### TASK BRIEF
Every line of the data that contains the string "live" must be copied.

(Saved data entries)
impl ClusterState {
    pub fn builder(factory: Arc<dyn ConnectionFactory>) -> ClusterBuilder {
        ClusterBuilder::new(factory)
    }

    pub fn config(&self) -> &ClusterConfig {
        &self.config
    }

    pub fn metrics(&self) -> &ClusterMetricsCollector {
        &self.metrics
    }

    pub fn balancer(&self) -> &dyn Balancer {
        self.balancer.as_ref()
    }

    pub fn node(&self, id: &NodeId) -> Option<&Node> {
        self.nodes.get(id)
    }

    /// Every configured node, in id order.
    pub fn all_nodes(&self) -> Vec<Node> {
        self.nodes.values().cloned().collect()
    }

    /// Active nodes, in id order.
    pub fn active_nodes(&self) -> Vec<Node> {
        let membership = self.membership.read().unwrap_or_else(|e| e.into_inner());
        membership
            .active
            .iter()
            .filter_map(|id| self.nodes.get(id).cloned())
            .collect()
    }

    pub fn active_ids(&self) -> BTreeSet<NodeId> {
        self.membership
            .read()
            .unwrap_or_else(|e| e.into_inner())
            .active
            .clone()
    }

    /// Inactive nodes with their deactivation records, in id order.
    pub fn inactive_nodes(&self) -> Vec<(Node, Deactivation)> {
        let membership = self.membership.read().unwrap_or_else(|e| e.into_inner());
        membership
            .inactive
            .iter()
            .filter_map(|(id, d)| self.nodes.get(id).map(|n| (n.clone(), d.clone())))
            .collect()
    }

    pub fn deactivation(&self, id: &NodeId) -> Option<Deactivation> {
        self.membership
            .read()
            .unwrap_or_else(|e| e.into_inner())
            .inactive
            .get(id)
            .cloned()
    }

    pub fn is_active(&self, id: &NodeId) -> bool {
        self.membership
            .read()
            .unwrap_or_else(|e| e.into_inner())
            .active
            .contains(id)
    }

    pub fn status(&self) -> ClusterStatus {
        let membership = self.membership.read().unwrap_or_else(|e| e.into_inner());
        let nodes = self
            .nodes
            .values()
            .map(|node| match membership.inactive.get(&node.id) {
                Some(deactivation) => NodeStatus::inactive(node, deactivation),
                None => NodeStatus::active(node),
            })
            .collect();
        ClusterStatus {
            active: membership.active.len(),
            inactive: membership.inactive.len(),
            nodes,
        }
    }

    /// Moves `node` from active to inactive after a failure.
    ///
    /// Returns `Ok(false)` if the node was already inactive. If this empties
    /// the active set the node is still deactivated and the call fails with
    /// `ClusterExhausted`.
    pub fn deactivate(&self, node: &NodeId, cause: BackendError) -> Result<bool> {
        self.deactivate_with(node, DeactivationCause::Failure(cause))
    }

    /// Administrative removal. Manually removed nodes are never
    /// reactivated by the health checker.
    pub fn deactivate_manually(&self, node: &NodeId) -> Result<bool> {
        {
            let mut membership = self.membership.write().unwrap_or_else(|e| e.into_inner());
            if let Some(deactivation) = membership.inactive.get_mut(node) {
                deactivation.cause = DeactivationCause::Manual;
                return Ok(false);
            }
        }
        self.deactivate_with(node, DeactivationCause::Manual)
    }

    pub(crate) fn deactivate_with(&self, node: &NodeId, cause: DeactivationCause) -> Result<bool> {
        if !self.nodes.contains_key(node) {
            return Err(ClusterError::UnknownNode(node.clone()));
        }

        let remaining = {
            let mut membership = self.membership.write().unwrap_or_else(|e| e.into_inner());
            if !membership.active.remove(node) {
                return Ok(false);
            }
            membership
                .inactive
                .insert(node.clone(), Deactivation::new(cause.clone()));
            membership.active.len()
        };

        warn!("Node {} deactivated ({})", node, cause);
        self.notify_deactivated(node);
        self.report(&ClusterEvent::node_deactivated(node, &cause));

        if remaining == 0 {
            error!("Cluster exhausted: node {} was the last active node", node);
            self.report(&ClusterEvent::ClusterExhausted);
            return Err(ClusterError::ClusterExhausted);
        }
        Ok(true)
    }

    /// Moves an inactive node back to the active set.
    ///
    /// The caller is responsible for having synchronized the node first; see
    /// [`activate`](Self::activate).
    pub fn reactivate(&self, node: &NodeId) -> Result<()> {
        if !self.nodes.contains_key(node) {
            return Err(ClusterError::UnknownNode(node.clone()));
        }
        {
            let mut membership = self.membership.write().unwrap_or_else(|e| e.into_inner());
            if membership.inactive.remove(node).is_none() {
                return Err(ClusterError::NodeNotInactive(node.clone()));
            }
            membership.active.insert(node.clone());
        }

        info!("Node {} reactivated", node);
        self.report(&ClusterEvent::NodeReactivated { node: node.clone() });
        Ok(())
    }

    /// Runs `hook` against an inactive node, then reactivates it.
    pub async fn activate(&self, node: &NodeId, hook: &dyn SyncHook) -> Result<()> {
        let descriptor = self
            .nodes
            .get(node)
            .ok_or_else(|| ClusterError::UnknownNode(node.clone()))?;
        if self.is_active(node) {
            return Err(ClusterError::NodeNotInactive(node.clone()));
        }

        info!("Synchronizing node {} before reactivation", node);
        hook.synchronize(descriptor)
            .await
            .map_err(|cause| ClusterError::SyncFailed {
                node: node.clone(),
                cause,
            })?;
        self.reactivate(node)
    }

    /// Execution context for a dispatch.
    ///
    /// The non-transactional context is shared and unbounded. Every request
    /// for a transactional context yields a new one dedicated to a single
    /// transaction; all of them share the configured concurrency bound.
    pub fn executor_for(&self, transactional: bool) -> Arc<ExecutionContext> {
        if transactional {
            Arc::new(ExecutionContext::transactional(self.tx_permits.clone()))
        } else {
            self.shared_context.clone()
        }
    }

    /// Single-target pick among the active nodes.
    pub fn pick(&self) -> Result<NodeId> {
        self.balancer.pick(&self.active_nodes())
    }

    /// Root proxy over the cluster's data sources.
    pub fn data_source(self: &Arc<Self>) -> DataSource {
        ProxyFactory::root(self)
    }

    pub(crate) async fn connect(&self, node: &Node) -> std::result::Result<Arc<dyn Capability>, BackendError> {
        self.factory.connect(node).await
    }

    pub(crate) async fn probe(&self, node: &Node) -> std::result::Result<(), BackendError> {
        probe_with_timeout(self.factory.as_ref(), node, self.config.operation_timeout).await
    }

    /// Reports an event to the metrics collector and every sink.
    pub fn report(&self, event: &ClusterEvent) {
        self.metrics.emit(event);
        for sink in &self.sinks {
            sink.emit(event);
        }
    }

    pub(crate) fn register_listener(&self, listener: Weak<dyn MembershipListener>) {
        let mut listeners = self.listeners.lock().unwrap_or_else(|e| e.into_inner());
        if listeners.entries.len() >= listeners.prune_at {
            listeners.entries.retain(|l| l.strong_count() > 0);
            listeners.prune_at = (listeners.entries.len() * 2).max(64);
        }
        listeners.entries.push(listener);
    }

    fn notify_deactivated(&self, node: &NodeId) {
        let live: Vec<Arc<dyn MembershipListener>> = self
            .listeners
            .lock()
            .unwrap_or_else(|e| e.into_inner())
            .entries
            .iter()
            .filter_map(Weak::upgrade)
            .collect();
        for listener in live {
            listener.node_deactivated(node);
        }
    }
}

### RESPONSE TO THE TASK
        let live: Vec<Arc<dyn MembershipListener>> = self
        for listener in live {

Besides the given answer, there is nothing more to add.